→ **What needs to be done**: Starting at the line containing "pub enum ConvergenceFailure" and ending at the line containing "Some(ConvergenceFailure::NotConverged)", print every line of the material below exactly, both ends included, and stop there.

→ **Task data**:
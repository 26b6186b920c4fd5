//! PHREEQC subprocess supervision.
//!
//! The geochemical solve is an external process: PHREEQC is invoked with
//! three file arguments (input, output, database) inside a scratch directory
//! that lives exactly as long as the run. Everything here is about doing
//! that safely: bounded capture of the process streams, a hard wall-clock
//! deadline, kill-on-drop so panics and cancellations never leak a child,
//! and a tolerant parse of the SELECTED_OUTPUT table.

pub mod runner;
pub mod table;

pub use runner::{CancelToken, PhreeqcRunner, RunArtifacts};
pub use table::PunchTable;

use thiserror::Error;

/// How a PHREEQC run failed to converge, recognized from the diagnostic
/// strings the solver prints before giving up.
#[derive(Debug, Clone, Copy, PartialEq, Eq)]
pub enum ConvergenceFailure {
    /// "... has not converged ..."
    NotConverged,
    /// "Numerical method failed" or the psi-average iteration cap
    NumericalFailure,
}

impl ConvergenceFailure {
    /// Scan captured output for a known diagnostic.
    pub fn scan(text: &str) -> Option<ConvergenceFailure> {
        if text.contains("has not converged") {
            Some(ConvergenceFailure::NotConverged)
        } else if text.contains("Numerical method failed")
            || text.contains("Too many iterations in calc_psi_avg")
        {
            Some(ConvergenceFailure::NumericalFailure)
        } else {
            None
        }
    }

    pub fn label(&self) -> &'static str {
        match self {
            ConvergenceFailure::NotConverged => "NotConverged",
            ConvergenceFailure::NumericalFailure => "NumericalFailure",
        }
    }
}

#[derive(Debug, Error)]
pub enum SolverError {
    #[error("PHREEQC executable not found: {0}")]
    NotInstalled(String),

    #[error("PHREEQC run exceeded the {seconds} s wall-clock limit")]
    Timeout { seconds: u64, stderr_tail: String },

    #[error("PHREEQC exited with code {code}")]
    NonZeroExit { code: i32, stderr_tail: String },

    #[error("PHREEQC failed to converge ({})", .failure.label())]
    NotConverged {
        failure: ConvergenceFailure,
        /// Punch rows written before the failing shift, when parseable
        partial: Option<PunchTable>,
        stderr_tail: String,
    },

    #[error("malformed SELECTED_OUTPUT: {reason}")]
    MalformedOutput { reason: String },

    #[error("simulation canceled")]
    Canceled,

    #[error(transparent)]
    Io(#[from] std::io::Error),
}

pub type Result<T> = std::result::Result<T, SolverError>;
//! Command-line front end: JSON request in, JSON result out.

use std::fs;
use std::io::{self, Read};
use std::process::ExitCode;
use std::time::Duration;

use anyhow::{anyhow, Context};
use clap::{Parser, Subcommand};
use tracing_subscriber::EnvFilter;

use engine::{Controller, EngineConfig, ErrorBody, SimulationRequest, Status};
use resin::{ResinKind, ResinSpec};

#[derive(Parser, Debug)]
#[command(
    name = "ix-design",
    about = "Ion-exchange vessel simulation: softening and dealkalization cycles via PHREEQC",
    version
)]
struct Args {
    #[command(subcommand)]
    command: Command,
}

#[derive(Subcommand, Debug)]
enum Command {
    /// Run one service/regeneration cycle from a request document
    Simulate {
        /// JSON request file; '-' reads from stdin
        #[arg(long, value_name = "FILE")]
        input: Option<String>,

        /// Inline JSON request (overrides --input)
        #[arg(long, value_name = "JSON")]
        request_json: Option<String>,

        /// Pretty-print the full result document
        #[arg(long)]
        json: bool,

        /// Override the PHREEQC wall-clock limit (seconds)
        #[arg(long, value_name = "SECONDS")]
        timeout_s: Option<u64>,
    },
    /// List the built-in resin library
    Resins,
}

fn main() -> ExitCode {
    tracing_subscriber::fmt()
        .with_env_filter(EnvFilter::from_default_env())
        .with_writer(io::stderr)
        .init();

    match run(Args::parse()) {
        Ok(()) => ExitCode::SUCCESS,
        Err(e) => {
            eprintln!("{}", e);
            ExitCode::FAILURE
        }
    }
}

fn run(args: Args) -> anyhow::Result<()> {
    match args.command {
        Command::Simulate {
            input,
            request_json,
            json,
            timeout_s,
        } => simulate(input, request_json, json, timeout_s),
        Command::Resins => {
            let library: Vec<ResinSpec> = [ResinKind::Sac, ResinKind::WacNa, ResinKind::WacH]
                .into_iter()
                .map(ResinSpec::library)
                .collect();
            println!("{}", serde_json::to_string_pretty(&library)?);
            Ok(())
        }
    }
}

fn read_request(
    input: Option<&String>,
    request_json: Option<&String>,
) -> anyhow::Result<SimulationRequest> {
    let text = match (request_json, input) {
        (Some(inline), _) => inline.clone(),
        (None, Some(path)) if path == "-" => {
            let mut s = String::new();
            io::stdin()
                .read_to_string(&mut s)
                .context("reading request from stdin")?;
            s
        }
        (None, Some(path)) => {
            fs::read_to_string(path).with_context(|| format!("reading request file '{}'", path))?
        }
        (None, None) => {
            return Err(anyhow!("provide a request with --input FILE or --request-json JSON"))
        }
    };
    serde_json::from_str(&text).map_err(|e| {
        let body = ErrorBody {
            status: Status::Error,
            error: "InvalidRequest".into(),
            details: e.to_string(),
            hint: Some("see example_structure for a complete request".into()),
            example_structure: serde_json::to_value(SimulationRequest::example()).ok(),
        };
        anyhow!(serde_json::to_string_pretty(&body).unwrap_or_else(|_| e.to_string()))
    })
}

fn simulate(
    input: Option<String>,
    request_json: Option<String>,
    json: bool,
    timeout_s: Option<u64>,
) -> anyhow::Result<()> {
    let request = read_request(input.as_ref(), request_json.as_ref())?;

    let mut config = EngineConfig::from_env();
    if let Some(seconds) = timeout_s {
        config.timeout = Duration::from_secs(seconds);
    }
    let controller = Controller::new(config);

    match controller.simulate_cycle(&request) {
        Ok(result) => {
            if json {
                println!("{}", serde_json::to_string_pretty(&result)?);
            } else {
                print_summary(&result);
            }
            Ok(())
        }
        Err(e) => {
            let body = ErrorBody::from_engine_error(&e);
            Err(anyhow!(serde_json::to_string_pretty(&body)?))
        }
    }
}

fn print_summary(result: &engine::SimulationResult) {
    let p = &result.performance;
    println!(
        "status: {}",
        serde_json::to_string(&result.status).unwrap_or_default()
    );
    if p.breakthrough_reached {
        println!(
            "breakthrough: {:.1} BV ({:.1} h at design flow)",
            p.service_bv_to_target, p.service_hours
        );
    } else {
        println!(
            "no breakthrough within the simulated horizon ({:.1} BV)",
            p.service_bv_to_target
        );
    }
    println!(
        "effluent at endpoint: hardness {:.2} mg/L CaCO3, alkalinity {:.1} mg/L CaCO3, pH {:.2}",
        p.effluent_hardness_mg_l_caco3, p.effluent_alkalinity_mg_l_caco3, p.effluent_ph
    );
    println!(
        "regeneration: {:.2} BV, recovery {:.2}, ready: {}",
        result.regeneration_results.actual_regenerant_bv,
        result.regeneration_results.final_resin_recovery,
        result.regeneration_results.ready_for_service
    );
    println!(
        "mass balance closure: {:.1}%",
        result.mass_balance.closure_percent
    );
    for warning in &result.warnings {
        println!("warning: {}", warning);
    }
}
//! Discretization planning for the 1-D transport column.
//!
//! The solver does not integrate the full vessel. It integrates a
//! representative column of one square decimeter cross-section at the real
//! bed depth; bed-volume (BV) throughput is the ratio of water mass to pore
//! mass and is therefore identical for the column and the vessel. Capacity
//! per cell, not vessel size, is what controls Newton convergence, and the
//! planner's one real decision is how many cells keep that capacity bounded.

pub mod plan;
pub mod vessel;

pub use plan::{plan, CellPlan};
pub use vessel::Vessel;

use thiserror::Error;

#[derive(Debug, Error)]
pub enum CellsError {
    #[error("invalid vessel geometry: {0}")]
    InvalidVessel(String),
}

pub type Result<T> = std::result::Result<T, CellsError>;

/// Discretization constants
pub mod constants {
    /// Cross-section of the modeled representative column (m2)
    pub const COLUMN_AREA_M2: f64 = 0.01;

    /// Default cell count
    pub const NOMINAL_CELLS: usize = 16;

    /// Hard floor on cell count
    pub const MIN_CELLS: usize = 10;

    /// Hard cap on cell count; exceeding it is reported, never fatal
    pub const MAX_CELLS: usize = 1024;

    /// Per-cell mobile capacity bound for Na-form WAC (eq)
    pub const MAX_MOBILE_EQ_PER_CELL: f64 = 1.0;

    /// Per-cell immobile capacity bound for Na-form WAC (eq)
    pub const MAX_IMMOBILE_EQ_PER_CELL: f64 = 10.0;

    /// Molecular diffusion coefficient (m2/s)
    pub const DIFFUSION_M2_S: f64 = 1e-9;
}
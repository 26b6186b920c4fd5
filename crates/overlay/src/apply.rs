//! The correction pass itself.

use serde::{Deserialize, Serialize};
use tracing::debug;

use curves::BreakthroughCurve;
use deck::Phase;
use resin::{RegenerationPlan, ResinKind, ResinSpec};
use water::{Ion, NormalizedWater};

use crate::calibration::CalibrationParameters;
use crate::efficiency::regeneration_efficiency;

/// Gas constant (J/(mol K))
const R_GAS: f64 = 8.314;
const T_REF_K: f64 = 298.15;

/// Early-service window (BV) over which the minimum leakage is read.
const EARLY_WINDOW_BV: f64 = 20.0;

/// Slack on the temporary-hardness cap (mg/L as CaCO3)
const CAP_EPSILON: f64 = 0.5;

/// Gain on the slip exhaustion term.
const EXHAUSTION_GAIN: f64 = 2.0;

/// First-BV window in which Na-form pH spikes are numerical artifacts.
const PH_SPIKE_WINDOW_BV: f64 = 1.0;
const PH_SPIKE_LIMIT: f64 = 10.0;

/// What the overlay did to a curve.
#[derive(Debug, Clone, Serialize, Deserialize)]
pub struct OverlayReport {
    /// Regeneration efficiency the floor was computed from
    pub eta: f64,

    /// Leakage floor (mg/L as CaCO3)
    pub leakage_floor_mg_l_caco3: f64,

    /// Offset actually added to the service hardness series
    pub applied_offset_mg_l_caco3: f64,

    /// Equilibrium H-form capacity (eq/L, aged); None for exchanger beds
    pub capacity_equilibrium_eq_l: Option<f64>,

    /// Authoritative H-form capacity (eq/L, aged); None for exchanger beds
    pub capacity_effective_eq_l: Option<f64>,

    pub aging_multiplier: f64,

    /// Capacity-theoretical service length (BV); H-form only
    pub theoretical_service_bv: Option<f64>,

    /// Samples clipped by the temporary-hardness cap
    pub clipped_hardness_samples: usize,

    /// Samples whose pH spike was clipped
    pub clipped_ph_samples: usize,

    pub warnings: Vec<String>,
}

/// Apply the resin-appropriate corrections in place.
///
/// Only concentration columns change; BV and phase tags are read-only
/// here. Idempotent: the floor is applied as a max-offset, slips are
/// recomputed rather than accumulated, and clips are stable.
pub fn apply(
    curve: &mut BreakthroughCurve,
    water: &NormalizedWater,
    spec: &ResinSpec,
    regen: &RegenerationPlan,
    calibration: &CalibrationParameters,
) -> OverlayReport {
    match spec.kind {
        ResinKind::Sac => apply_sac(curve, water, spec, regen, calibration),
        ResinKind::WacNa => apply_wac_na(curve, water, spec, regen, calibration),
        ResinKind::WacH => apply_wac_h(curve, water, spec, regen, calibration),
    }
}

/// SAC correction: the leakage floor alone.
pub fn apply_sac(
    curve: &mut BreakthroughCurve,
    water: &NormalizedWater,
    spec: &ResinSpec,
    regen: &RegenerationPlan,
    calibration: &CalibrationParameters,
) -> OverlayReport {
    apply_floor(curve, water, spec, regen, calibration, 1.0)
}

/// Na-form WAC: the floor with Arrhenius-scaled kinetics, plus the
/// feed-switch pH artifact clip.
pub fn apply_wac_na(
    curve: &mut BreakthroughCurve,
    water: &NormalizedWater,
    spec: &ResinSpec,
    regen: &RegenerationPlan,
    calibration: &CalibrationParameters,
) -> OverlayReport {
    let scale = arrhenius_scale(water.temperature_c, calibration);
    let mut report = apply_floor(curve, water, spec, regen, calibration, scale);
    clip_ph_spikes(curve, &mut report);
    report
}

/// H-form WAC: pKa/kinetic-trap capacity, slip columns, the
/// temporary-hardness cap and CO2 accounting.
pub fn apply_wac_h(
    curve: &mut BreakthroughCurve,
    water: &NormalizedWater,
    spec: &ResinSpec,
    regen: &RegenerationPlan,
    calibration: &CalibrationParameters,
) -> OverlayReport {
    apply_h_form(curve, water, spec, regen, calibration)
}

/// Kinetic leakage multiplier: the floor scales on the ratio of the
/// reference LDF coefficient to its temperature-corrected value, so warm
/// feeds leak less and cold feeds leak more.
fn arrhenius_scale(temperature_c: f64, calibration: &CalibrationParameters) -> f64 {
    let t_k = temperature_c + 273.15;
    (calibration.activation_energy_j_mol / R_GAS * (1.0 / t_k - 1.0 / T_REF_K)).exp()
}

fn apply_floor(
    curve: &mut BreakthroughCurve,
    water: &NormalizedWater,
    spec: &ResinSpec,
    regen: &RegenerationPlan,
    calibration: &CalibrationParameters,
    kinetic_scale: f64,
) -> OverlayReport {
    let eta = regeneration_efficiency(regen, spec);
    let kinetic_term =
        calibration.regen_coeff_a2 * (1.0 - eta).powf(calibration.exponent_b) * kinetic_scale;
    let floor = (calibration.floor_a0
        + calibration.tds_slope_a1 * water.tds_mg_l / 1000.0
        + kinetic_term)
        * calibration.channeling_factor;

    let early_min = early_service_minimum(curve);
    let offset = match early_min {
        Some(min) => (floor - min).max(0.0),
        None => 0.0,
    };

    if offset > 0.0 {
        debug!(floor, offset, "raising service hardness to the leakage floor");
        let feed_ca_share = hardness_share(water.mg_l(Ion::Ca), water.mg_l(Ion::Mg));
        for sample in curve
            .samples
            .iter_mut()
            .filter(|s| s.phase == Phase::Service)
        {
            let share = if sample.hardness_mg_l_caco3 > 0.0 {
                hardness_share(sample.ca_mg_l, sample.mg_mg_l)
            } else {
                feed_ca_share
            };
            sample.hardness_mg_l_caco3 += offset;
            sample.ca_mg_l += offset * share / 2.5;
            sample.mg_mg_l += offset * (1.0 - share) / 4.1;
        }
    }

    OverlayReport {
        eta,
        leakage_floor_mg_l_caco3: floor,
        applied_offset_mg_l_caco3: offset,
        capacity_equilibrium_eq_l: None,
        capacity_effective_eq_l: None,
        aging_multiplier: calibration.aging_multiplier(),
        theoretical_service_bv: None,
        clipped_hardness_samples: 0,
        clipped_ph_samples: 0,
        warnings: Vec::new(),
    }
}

→ **Output for this exercise**:
pub enum ConvergenceFailure {
    /// "... has not converged ..."
    NotConverged,
    /// "Numerical method failed" or the psi-average iteration cap
    NumericalFailure,
}

impl ConvergenceFailure {
    /// Scan captured output for a known diagnostic.
    pub fn scan(text: &str) -> Option<ConvergenceFailure> {
        if text.contains("has not converged") {
            Some(ConvergenceFailure::NotConverged)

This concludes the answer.